• **EXERCISE**:
For the entries below, repeat exactly each line starting with the one that contains "filename src/adapters/mod.rs" and going on through the one that contains "LED on LEDC", and no others.

• **EXERCISE DATA**:
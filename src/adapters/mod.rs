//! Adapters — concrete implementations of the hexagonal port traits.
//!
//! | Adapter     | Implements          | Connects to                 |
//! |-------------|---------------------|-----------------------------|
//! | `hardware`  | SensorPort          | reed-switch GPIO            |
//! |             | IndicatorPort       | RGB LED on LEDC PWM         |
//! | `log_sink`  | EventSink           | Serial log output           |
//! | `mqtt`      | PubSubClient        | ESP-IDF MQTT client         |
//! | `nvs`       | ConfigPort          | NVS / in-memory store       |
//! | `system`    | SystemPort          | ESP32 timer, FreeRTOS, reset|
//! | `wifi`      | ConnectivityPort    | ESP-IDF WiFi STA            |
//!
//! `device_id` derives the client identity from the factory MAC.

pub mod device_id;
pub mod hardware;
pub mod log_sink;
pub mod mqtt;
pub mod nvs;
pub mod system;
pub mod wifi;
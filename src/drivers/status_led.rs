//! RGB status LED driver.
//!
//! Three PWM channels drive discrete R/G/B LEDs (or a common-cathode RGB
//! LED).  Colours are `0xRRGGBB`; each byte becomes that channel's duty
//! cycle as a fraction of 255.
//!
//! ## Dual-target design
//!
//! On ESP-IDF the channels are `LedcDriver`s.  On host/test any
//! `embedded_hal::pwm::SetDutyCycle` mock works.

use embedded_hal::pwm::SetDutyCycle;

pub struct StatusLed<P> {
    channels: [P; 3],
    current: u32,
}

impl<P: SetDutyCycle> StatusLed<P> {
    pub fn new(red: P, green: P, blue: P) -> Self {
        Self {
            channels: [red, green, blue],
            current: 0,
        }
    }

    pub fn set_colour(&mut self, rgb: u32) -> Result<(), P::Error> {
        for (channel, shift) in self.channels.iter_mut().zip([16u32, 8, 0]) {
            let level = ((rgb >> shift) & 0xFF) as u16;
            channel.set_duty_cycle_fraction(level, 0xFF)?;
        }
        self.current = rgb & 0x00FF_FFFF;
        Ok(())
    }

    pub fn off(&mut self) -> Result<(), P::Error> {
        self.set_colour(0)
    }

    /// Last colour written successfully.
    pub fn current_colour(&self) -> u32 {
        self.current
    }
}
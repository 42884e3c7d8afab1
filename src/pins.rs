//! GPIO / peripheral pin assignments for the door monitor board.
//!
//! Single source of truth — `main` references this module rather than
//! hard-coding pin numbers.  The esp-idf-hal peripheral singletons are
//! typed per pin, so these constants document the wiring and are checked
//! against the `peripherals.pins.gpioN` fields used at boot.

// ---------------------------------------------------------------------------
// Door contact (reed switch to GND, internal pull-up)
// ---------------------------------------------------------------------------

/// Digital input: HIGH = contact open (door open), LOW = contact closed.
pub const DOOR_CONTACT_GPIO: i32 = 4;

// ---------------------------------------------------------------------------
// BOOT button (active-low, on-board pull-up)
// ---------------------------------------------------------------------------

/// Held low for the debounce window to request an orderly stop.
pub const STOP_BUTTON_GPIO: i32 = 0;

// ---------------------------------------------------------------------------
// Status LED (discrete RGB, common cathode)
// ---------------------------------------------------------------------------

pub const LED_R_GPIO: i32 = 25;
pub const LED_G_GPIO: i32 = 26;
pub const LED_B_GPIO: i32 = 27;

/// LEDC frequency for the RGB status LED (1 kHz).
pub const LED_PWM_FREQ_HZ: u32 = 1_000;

--

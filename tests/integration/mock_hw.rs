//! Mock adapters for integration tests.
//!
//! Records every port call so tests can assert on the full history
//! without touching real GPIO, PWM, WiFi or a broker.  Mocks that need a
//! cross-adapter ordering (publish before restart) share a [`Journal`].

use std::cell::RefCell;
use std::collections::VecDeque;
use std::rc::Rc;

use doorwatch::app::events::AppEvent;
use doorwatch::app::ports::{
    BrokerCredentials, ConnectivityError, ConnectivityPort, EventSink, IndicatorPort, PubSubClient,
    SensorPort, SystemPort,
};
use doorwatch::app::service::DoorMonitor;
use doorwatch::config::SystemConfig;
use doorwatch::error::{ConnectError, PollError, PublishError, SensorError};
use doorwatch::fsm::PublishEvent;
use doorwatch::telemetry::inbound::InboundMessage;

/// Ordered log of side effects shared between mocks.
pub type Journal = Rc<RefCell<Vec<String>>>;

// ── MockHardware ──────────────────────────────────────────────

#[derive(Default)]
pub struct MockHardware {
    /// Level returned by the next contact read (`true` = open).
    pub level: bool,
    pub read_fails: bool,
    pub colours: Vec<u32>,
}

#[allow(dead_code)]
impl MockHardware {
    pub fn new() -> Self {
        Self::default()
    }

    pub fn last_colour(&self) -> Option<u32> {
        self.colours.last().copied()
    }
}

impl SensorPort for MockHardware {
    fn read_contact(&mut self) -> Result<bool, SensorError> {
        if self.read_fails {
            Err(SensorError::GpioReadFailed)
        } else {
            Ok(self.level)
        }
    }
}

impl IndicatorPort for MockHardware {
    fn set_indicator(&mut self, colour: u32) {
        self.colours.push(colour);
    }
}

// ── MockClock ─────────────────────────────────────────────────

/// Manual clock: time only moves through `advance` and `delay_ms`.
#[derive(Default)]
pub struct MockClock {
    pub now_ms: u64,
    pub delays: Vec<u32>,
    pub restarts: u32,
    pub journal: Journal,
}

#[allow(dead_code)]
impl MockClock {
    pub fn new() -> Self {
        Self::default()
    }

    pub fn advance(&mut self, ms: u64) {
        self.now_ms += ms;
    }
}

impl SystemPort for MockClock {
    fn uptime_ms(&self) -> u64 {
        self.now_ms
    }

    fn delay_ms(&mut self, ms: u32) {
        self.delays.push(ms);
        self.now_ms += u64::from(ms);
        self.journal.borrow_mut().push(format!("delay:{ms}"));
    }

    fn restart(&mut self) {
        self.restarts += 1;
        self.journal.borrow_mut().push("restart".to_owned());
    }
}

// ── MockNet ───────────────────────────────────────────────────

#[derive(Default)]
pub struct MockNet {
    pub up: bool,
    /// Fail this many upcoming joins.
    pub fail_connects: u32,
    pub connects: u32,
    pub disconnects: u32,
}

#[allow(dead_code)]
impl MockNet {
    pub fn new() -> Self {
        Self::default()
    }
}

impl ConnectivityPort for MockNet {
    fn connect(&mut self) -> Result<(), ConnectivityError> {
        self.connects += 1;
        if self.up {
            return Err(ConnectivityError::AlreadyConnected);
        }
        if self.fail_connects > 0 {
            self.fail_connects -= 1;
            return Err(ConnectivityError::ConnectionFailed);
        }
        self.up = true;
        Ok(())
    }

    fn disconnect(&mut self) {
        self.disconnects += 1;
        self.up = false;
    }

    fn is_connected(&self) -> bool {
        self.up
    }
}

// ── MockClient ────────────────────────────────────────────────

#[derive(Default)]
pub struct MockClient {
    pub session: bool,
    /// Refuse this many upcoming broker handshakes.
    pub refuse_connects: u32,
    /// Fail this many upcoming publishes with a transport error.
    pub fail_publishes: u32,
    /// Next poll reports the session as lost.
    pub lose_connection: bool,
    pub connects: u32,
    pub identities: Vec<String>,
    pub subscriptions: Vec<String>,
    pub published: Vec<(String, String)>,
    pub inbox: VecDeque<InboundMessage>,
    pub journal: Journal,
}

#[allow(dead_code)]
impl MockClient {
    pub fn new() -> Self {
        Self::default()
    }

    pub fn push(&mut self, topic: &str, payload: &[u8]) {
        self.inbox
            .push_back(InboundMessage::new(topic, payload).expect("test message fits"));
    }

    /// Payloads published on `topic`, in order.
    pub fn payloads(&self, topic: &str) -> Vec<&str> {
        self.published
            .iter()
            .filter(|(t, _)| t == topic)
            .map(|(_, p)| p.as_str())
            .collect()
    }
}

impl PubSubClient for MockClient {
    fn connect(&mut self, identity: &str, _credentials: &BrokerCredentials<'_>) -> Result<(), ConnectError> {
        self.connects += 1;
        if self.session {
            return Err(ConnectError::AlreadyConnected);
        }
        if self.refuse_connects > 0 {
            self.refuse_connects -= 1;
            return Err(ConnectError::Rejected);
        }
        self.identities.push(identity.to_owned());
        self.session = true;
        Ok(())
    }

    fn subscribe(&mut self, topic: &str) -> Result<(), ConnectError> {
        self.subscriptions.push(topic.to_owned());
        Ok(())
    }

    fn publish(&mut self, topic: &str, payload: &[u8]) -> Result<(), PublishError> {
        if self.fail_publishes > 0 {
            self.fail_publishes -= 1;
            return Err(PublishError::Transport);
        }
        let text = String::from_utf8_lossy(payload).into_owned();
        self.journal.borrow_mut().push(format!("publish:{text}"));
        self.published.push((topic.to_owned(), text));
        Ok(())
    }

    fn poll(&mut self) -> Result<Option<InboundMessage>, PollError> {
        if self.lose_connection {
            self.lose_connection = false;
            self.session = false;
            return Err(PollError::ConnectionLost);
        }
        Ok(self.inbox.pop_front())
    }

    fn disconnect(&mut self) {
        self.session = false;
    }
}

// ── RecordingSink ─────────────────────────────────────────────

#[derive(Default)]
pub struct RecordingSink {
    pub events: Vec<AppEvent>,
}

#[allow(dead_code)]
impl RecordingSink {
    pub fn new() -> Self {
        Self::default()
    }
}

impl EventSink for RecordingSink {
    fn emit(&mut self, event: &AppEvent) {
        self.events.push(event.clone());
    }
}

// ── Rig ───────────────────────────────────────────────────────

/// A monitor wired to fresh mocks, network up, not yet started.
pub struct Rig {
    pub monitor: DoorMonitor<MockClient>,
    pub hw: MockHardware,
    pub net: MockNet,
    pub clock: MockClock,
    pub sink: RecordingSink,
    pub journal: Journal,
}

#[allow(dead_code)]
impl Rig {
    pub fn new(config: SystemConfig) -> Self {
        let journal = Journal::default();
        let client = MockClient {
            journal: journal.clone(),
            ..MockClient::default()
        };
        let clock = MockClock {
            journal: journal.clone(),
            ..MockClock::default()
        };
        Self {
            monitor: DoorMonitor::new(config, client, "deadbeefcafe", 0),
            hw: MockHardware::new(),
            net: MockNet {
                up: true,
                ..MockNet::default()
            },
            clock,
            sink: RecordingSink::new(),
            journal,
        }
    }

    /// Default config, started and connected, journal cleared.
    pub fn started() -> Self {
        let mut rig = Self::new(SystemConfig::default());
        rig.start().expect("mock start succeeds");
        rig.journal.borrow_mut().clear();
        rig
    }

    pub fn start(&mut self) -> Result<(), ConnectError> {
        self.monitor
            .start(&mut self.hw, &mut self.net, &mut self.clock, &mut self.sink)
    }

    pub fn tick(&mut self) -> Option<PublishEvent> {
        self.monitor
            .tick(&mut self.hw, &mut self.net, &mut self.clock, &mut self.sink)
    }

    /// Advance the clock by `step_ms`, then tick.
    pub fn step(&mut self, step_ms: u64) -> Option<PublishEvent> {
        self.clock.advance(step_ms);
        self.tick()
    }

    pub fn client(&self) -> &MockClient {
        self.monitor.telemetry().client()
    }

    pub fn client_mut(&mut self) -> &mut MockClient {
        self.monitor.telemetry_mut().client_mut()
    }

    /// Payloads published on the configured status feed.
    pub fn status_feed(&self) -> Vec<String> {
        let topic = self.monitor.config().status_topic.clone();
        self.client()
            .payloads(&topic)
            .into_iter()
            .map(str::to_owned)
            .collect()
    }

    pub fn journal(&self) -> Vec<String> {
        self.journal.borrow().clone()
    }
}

* * *

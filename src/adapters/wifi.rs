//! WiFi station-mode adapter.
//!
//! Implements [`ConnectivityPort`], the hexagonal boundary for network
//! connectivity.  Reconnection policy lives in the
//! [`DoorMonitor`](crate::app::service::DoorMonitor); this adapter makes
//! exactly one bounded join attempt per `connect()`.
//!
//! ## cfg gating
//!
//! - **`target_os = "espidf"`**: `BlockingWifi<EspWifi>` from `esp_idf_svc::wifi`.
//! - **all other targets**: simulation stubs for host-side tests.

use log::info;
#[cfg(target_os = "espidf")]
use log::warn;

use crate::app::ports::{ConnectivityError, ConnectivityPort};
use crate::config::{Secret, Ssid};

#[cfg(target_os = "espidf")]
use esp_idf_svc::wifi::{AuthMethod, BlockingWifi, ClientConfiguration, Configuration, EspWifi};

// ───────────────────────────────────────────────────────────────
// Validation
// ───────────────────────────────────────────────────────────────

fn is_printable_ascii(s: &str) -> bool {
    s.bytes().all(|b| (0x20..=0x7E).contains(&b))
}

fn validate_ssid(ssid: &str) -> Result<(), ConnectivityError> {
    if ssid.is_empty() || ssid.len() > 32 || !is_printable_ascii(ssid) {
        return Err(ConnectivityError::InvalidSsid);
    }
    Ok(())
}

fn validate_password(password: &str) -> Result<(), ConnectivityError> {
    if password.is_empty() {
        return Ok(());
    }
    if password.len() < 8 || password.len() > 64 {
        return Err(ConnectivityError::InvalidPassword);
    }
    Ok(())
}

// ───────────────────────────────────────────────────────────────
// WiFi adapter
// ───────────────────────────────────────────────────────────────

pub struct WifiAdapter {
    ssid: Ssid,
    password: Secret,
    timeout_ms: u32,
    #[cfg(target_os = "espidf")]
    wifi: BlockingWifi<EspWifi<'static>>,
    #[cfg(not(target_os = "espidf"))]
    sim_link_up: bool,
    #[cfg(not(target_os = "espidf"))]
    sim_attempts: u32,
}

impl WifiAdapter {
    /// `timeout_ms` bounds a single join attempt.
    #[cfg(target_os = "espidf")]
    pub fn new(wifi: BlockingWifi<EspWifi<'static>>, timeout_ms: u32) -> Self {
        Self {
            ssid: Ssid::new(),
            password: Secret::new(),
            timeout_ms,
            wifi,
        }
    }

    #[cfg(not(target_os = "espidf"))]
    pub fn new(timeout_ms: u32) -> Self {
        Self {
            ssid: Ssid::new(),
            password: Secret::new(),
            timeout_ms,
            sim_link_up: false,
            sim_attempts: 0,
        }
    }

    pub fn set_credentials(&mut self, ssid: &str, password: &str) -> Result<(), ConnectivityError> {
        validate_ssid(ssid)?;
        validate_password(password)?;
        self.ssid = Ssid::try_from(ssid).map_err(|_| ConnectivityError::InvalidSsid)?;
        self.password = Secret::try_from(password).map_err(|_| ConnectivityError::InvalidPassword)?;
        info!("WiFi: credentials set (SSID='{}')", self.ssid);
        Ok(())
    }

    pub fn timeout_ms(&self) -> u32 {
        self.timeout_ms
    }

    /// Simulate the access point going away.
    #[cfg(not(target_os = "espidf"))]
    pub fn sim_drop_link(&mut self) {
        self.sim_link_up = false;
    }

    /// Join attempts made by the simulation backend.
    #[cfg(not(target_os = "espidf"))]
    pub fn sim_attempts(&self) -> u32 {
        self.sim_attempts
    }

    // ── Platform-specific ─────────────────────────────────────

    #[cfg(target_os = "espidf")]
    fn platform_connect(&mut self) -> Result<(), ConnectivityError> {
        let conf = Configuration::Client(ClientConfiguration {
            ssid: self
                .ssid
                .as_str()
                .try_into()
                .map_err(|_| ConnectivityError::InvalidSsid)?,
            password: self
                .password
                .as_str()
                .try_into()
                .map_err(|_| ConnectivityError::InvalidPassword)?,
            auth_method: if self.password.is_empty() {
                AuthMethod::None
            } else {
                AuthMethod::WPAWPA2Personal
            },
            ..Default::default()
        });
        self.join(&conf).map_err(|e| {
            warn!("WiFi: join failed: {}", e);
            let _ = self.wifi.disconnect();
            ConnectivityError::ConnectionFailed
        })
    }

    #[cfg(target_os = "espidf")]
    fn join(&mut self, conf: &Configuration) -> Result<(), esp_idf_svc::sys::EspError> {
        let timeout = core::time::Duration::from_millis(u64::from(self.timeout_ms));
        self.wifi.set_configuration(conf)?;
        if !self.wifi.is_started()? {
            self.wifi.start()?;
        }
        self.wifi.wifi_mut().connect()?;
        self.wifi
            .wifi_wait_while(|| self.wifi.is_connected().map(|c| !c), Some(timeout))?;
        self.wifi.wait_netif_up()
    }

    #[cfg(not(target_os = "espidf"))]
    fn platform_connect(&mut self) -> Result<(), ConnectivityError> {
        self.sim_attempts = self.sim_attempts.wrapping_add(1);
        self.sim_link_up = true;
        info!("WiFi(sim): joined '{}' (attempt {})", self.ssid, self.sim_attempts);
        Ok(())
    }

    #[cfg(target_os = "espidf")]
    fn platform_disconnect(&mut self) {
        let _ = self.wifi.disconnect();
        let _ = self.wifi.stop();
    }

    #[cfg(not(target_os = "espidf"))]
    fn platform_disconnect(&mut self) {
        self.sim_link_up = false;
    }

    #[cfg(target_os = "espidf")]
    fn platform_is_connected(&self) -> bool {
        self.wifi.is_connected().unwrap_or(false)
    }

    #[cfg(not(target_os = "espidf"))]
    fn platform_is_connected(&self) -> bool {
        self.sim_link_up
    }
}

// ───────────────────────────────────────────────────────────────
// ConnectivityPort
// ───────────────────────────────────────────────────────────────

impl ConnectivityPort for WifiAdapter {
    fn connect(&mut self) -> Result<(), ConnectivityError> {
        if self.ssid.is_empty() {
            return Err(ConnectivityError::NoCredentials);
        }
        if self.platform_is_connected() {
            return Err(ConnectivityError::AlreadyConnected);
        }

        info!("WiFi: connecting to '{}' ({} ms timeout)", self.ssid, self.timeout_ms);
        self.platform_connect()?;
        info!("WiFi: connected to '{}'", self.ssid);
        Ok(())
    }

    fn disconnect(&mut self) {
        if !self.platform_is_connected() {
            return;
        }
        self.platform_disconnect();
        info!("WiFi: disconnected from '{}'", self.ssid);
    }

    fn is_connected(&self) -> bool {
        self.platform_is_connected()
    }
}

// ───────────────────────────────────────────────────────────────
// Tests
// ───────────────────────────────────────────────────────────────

• **SOLUTION TO THE EXERCISE**:
filename src/adapters/mod.rs
//! Adapters — concrete implementations of the hexagonal port traits.
//!
//! | Adapter     | Implements          | Connects to                 |
//! |-------------|---------------------|-----------------------------|
//! | `hardware`  | SensorPort          | reed-switch GPIO            |
//! |             | IndicatorPort       | RGB LED on LEDC PWM         |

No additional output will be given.